Version 5 looks less cluttered, less cramped, and more sophisticated with shades of dark gray replacing much of the signature green in the user interface. A new productivity-boosting shortcuts feature lets users keep notebooks they want to see at the top of the app. Wrap this in with Evernote for Mac's excellent existing features, like having one of the most powerful search bars I've ever seen, and it's a clear and obvious Editors' Choice among software for productivity.

Evernote Basics
Since I became an Evernote user, Evernote's desktop applications have quickly become one of my primary tools for staying organized.
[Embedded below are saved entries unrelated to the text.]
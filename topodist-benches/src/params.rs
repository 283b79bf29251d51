//! Benchmark parameter types.

use std::fmt;

/// Parameters for a grouping benchmark run.
#[derive(Clone, Debug)]
pub struct GroupingBenchParams {
    /// Block arities from the outermost level inwards.
    pub arities: Vec<usize>,
}

impl GroupingBenchParams {
    /// Number of objects covered by the matrix.
    #[must_use]
    pub fn object_count(&self) -> usize {
        self.arities.iter().product()
    }
}

impl fmt::Display for GroupingBenchParams {
    fn fmt(&self, f: &mut fmt::Formatter<'_>) -> fmt::Result {
        let shape: Vec<String> = self.arities.iter().map(ToString::to_string).collect();
        write!(f, "n={},shape={}", self.object_count(), shape.join("x"))
    }
}

#[cfg(test)]
mod tests {
    use super::*;
    use rstest::rstest;

    #[rstest]
    #[case(vec![4], "n=4,shape=4")]
    #[case(vec![2, 4, 8], "n=64,shape=2x4x8")]
    fn renders_shape(#[case] arities: Vec<usize>, #[case] expected: &str) {
        assert_eq!(GroupingBenchParams { arities }.to_string(), expected);
    }
}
I use a Mac at home, where Evernote for Mac gives me quick and simple access to all kinds of notes that I take, while also providing the fullest suite of tools, including good text formatting tools, for making new notes.
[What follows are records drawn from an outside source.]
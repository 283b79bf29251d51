//! Processing-unit sets attached to topology objects.
//!
//! A [`CpuSet`] is a growable bitmap over processing-unit identifiers. The
//! tree uses it to decide containment (which object covers which) and the
//! grouping engine uses unions of member sets to place synthetic Group
//! objects.

use std::fmt;

const WORD_BITS: u32 = u64::BITS;

/// Set of processing-unit identifiers.
///
/// Trailing zero words are never stored, so structural equality matches set
/// equality.
///
/// # Examples
/// ```
/// use topodist_core::CpuSet;
///
/// let mut left = CpuSet::from_range(0..2);
/// let right = CpuSet::from_range(2..4);
/// left.union_with(&right);
/// assert_eq!(left, CpuSet::from_range(0..4));
/// assert!(left.includes(&right));
/// ```
#[derive(Clone, Default, PartialEq, Eq, Hash)]
pub struct CpuSet {
    words: Vec<u64>,
}

impl CpuSet {
    /// Creates an empty set.
    #[must_use]
    pub fn new() -> Self {
        Self::default()
    }

    /// Creates a set holding every identifier in `range`.
    #[must_use]
    pub fn from_range(range: std::ops::Range<u32>) -> Self {
        let mut set = Self::new();
        for cpu in range {
            set.insert(cpu);
        }
        set
    }

    /// Adds `cpu` to the set.
    pub fn insert(&mut self, cpu: u32) {
        let word = (cpu / WORD_BITS) as usize;
        if self.words.len() <= word {
            self.words.resize(word + 1, 0);
        }
        self.words[word] |= 1_u64 << (cpu % WORD_BITS);
    }

    /// Returns whether `cpu` belongs to the set.
    #[must_use]
    pub fn contains(&self, cpu: u32) -> bool {
        self.words
            .get((cpu / WORD_BITS) as usize)
            .is_some_and(|word| word & (1_u64 << (cpu % WORD_BITS)) != 0)
    }

    /// Returns whether the set holds no identifier.
    #[must_use]
    pub fn is_empty(&self) -> bool {
        self.words.is_empty()
    }

    /// Number of identifiers in the set.
    #[must_use]
    pub fn weight(&self) -> u32 {
        self.words.iter().map(|word| word.count_ones()).sum()
    }

    /// Lowest identifier in the set.
    #[must_use]
    pub fn first(&self) -> Option<u32> {
        self.words
            .iter()
            .enumerate()
            .find(|(_, word)| **word != 0)
            .map(|(idx, word)| idx as u32 * WORD_BITS + word.trailing_zeros())
    }

    /// Adds every identifier of `other` to `self`.
    pub fn union_with(&mut self, other: &Self) {
        if self.words.len() < other.words.len() {
            self.words.resize(other.words.len(), 0);
        }
        for (mine, theirs) in self.words.iter_mut().zip(&other.words) {
            *mine |= theirs;
        }
    }

    /// Returns whether every identifier of `other` is also in `self`.
    #[must_use]
    pub fn includes(&self, other: &Self) -> bool {
        other.words.iter().enumerate().all(|(idx, theirs)| {
            let mine = self.words.get(idx).copied().unwrap_or(0);
            theirs & !mine == 0
        })
    }

    /// Returns whether the two sets share at least one identifier.
    #[must_use]
    pub fn intersects(&self, other: &Self) -> bool {
        self.words
            .iter()
            .zip(&other.words)
            .any(|(mine, theirs)| mine & theirs != 0)
    }

    /// Iterates over the identifiers in increasing order.
    pub fn iter(&self) -> impl Iterator<Item = u32> + '_ {
        self.words.iter().enumerate().flat_map(|(idx, &word)| {
            (0..WORD_BITS)
                .filter(move |bit| word & (1_u64 << bit) != 0)
                .map(move |bit| idx as u32 * WORD_BITS + bit)
        })
    }
}

impl FromIterator<u32> for CpuSet {
    fn from_iter<I: IntoIterator<Item = u32>>(iter: I) -> Self {
        let mut set = Self::new();
        for cpu in iter {
            set.insert(cpu);
        }
        set
    }
}

/// Renders the set as a list of ranges, e.g. `0-3,8,10-11`.
impl fmt::Display for CpuSet {
    fn fmt(&self, f: &mut fmt::Formatter<'_>) -> fmt::Result {
        let mut iter = self.iter().peekable();
        let mut first = true;
        while let Some(start) = iter.next() {
            let mut end = start;
            while iter.peek() == Some(&(end + 1)) {
                end += 1;
                iter.next();
            }
            if !first {
                f.write_str(",")?;
            }
            first = false;
            if start == end {
                write!(f, "{start}")?;
            } else {
                write!(f, "{start}-{end}")?;
            }
        }
        Ok(())
    }
}

impl fmt::Debug for CpuSet {
    fn fmt(&self, f: &mut fmt::Formatter<'_>) -> fmt::Result {
        write!(f, "CpuSet({self})")
    }
}

#[cfg(test)]
mod tests {
    use super::*;
    use rstest::rstest;

    #[rstest]
    fn union_spans_word_boundaries() {
        let mut set = CpuSet::from_range(60..64);
        set.union_with(&CpuSet::from_range(64..70));
        assert_eq!(set, CpuSet::from_range(60..70));
        assert_eq!(set.weight(), 10);
        assert_eq!(set.first(), Some(60));
    }

    #[rstest]
    #[case(CpuSet::from_range(0..4), CpuSet::from_range(1..3), true)]
    #[case(CpuSet::from_range(0..4), CpuSet::from_range(3..5), false)]
    #[case(CpuSet::from_range(0..4), CpuSet::new(), true)]
    #[case(CpuSet::new(), CpuSet::from_range(0..1), false)]
    fn includes_matches_subset_relation(
        #[case] outer: CpuSet,
        #[case] inner: CpuSet,
        #[case] expected: bool,
    ) {
        assert_eq!(outer.includes(&inner), expected);
    }

    #[rstest]
    fn intersects_detects_shared_bits() {
        let left = CpuSet::from_range(0..4);
        assert!(left.intersects(&CpuSet::from_range(3..8)));
        assert!(!left.intersects(&CpuSet::from_range(4..8)));
    }

    #[rstest]
    #[case(CpuSet::new(), "")]
    #[case(CpuSet::from_range(0..4), "0-3")]
    #[case([0, 2, 3, 8].into_iter().collect(), "0,2-3,8")]
    fn display_collapses_ranges(#[case] set: CpuSet, #[case] expected: &str) {
        assert_eq!(set.to_string(), expected);
    }

    #[rstest]
    fn iter_yields_sorted_members() {
        let set: CpuSet = [70, 3, 1].into_iter().collect();
        assert_eq!(set.iter().collect::<Vec<_>>(), vec![1, 3, 70]);
        assert!(set.contains(70));
        assert!(!set.contains(2));
    }
}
Everything you create can be sorted and tagged in a number of ways, and everything is searchable, including the text that appears in an image, as long as you have a Premium account. It's all saved to the cloud, which explains how you can access all your files from a multitude of devices. Some people (myself included) use Evernote in a way similar to how other people use Google Drive (free, 4 stars, and an Editors' Choice): to create files, store them in the cloud, and access them from virtually anywhere. Certainly, Google Drive does many things that Evernote doesn't (spreadsheet creation, synchronous multi-user editing), and vice versa (you can't record an audio memo in Google Drive, for example, and Evernote offers a much better and heightened experience on mobile apps). Both applications, however, leave a lot of room for creativity, so I recommend using both. Figuring how you want to use them and how they will make you more productive is up to you.

One of the things that often stops people from using Evernote is that they don't know how it can be useful, because the app is almost too open, and flexible, and ready to bend to your needs. It takes time to realize what you can do with it and more importantly, what you want to do with it. Once you figure it out, though, you'll be hooked. If you use Google Docs primarily to save notes and access them anywhere, you should give Evernote a try.

What's New in Evernote 5 for Mac?
Those who criticized Evernote's desktop applications in the past typically harped on the fact that the user interface looked cramped and too busy. The problem wasn't so much the arrangement of the interface, which in terms of design was actually quite simple, but rather how Evernote for Mac previously displayed previews of your notes. As a result, you'd see a lot of text on one screen whether you wanted to or not. With Evernote 5 for Mac, those in the "not" category can simplify their preview with a new Card view option.

Card view looks lovely when previewing image-based notes in particular, and for text-based notes, the point size of the text is larger and there's more white space in between characters and lines. Design-wise, the interface looks opened up and more spacious as a result.

Another major visual change removes some of the signature Evernote green in favor of a more contemporary gray. Plenty of high-end software, including all the major apps from Adobe, have incorporated dark gray with light gray text, a look that's as synonymous with "sophisticated software" nowadays as shades of "Microsoft blue" were in the late 1990s and early 2000s.

Shortcuts, also new in Evernote 5 for Mac, let you keep your most important notebooks at the top of the stack on the left pane. This feature will delight those of us who appreciate great search functionality?which has long been a strong suit for Evernote?but also like visual file management. Sometimes be able to see your data is the reminder you need to get tasks done. Seeing your most important notebooks at the top of the Evernote interface solves this problem effectively and efficiently.

Evernote 5 for Mac also slightly changes some of the sharing features, notably, shared notebooks sit right alongside all your other notebooks, whereas they were previously kept separate.